Stored entries
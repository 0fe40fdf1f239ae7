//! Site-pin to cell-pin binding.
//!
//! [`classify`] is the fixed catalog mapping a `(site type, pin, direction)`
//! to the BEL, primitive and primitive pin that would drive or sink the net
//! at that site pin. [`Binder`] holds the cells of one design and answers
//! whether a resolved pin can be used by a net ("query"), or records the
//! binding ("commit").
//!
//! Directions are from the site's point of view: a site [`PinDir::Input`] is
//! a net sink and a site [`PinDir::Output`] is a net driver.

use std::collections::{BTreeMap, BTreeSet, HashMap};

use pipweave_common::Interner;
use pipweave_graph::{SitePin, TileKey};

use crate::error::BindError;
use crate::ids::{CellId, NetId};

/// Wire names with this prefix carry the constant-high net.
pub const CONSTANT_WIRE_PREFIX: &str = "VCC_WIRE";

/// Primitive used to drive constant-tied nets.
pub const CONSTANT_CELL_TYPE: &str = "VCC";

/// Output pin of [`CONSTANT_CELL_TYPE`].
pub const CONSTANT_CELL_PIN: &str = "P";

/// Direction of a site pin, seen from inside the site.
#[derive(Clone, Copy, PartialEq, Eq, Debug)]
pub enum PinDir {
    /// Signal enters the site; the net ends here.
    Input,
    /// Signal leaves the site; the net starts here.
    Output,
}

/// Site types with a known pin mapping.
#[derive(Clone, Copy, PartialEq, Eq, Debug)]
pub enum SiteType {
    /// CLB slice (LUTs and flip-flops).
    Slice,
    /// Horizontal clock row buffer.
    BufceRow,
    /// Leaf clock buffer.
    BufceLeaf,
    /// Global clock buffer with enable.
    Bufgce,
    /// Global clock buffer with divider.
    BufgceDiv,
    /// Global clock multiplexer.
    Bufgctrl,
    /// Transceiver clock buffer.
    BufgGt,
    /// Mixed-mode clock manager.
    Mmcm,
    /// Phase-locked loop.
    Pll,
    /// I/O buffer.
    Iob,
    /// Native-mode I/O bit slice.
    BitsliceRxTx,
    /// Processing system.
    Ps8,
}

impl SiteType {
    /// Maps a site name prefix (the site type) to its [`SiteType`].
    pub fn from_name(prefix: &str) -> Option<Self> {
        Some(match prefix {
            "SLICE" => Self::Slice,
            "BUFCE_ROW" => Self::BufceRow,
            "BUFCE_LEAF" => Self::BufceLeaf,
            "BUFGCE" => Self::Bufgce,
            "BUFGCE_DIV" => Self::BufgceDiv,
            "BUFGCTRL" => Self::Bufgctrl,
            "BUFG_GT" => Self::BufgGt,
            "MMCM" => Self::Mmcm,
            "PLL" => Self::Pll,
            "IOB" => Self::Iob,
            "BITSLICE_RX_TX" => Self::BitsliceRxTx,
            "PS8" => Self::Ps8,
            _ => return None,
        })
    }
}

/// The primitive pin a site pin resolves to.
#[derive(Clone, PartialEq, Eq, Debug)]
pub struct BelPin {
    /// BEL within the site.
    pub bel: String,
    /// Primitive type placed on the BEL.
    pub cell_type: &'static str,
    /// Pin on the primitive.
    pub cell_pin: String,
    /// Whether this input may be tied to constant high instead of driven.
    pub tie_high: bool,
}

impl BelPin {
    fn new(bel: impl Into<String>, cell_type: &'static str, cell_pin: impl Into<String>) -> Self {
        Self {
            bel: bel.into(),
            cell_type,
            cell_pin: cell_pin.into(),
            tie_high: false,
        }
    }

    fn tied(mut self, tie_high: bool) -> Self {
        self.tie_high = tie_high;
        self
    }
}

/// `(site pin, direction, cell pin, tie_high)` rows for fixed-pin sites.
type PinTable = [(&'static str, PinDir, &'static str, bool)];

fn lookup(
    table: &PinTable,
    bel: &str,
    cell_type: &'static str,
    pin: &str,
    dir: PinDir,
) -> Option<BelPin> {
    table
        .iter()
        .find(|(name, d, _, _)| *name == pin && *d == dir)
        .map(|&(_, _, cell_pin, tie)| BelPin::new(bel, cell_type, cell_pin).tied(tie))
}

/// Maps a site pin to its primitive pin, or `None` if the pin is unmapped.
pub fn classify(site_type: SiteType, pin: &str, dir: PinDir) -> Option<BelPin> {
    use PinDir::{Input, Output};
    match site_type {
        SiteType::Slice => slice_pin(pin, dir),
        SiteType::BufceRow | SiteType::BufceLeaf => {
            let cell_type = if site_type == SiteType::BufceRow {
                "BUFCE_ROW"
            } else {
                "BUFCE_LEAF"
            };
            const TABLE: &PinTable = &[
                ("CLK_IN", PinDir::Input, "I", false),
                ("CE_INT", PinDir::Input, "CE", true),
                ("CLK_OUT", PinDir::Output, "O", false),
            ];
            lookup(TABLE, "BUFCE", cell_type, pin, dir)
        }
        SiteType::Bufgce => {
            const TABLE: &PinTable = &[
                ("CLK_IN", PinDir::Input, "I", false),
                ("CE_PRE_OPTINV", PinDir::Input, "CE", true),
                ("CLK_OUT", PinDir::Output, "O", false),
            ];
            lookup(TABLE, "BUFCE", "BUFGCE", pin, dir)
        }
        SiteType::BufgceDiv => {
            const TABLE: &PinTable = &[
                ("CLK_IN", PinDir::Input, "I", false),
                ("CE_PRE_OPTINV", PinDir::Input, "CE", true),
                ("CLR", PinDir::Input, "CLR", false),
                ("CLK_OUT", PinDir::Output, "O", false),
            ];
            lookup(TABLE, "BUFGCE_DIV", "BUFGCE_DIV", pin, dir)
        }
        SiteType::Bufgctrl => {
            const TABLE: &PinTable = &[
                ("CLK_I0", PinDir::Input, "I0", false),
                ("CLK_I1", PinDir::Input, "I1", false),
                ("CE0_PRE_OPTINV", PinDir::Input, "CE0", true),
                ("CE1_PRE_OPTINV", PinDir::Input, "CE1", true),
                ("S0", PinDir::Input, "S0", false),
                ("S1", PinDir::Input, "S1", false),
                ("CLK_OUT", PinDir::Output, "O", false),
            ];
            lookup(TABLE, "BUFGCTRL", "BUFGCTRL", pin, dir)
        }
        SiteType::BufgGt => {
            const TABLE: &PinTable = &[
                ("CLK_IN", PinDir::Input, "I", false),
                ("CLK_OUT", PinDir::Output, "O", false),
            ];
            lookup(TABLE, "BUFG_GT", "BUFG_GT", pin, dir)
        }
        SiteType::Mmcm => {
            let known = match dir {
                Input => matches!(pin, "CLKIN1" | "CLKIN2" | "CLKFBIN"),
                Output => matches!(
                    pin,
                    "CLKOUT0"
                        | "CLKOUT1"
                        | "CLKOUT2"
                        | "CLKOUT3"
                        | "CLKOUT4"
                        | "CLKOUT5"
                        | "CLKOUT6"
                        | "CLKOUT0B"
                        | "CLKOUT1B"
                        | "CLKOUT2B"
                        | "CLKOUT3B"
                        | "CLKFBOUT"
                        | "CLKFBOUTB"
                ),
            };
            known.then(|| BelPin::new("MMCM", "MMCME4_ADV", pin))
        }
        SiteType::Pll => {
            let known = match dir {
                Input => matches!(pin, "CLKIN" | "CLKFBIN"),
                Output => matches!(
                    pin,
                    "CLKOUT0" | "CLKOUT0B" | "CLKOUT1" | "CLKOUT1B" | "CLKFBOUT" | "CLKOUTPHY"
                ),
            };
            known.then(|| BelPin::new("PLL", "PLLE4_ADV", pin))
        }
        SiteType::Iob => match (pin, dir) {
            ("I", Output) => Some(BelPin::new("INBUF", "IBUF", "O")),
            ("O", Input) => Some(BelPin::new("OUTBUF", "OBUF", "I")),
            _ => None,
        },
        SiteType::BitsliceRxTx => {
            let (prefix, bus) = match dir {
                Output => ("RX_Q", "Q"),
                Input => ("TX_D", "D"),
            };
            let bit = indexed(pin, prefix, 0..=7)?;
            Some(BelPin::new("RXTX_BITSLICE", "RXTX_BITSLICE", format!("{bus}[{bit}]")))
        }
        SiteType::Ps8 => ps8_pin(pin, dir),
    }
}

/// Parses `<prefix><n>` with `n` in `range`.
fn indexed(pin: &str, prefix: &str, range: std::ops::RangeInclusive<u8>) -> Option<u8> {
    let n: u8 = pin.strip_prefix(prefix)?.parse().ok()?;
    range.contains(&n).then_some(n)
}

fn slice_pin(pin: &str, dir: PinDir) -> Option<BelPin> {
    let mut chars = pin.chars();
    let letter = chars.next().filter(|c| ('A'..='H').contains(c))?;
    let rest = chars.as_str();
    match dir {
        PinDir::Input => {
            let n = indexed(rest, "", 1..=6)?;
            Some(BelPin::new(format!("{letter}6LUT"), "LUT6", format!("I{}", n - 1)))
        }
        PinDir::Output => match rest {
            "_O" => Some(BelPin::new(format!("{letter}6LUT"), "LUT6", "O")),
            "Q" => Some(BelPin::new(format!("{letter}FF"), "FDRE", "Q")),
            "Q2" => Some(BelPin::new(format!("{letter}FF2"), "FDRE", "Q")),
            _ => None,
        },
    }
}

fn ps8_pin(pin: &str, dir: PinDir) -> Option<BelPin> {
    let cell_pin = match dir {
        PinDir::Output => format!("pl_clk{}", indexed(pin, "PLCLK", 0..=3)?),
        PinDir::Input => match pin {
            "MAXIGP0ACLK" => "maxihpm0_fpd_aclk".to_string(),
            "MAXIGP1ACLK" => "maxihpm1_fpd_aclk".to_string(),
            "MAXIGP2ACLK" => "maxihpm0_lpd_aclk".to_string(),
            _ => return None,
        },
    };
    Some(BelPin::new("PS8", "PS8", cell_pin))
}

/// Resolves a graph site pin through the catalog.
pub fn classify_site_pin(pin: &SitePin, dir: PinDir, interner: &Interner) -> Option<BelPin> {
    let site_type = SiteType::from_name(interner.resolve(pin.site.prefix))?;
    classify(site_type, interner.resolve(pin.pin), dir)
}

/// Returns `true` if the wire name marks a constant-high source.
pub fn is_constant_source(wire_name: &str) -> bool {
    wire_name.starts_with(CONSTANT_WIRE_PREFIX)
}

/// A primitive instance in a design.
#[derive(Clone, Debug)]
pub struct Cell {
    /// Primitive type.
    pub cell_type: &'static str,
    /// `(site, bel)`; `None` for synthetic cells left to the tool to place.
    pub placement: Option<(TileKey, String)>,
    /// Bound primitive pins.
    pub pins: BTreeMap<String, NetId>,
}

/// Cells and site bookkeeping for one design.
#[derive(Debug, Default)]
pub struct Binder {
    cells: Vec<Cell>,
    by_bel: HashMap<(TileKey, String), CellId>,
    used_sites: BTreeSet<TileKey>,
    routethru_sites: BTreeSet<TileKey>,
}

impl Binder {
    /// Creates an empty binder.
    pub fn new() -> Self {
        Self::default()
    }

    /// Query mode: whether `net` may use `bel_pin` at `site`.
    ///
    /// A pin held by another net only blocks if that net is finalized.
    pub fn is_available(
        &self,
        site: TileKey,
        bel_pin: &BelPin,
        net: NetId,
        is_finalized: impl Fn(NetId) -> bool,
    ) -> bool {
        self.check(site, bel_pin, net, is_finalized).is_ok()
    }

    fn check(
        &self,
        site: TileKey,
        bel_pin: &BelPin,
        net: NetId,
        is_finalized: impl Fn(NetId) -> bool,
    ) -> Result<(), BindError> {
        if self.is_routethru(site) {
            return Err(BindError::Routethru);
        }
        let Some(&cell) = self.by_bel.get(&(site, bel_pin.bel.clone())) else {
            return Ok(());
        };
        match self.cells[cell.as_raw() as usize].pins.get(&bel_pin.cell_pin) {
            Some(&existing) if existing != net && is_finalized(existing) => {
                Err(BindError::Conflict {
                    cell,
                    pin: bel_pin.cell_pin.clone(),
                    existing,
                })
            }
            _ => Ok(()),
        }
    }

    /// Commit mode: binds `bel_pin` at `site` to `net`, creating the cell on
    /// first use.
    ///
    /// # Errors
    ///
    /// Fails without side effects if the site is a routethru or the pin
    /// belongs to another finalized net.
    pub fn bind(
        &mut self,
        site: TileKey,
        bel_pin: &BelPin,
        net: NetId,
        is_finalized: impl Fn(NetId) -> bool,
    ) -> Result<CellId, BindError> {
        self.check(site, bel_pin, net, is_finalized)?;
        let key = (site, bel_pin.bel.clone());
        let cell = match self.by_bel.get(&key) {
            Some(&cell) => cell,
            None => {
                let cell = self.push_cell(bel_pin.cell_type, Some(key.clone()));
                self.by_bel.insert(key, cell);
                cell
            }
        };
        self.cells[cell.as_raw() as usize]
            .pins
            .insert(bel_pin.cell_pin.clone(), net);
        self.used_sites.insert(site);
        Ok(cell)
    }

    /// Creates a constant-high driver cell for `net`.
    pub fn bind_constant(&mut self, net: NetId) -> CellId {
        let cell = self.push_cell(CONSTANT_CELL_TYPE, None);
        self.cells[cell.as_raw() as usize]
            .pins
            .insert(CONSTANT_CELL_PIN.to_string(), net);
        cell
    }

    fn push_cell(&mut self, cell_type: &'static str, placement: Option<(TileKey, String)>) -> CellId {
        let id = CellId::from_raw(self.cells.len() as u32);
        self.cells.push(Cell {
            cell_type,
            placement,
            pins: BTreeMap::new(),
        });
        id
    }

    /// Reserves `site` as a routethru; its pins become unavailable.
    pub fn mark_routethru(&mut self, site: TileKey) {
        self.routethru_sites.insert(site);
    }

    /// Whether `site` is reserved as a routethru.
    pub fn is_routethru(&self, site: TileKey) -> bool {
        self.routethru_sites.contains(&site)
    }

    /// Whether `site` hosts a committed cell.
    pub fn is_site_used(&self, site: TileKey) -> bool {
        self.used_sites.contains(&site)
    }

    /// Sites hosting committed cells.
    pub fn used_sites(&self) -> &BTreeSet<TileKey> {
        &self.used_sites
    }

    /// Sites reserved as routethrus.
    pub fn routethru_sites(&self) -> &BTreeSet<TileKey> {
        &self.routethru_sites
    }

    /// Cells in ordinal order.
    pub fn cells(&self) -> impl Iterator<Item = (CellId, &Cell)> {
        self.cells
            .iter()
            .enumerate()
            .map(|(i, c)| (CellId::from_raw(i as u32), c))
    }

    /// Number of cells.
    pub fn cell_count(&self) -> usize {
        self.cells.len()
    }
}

What you have to do: Extract every line above containing the word "placement".

Exercise response:
    pub placement: Option<(TileKey, String)>,
    fn push_cell(&mut self, cell_type: &'static str, placement: Option<(TileKey, String)>) -> CellId {
            placement,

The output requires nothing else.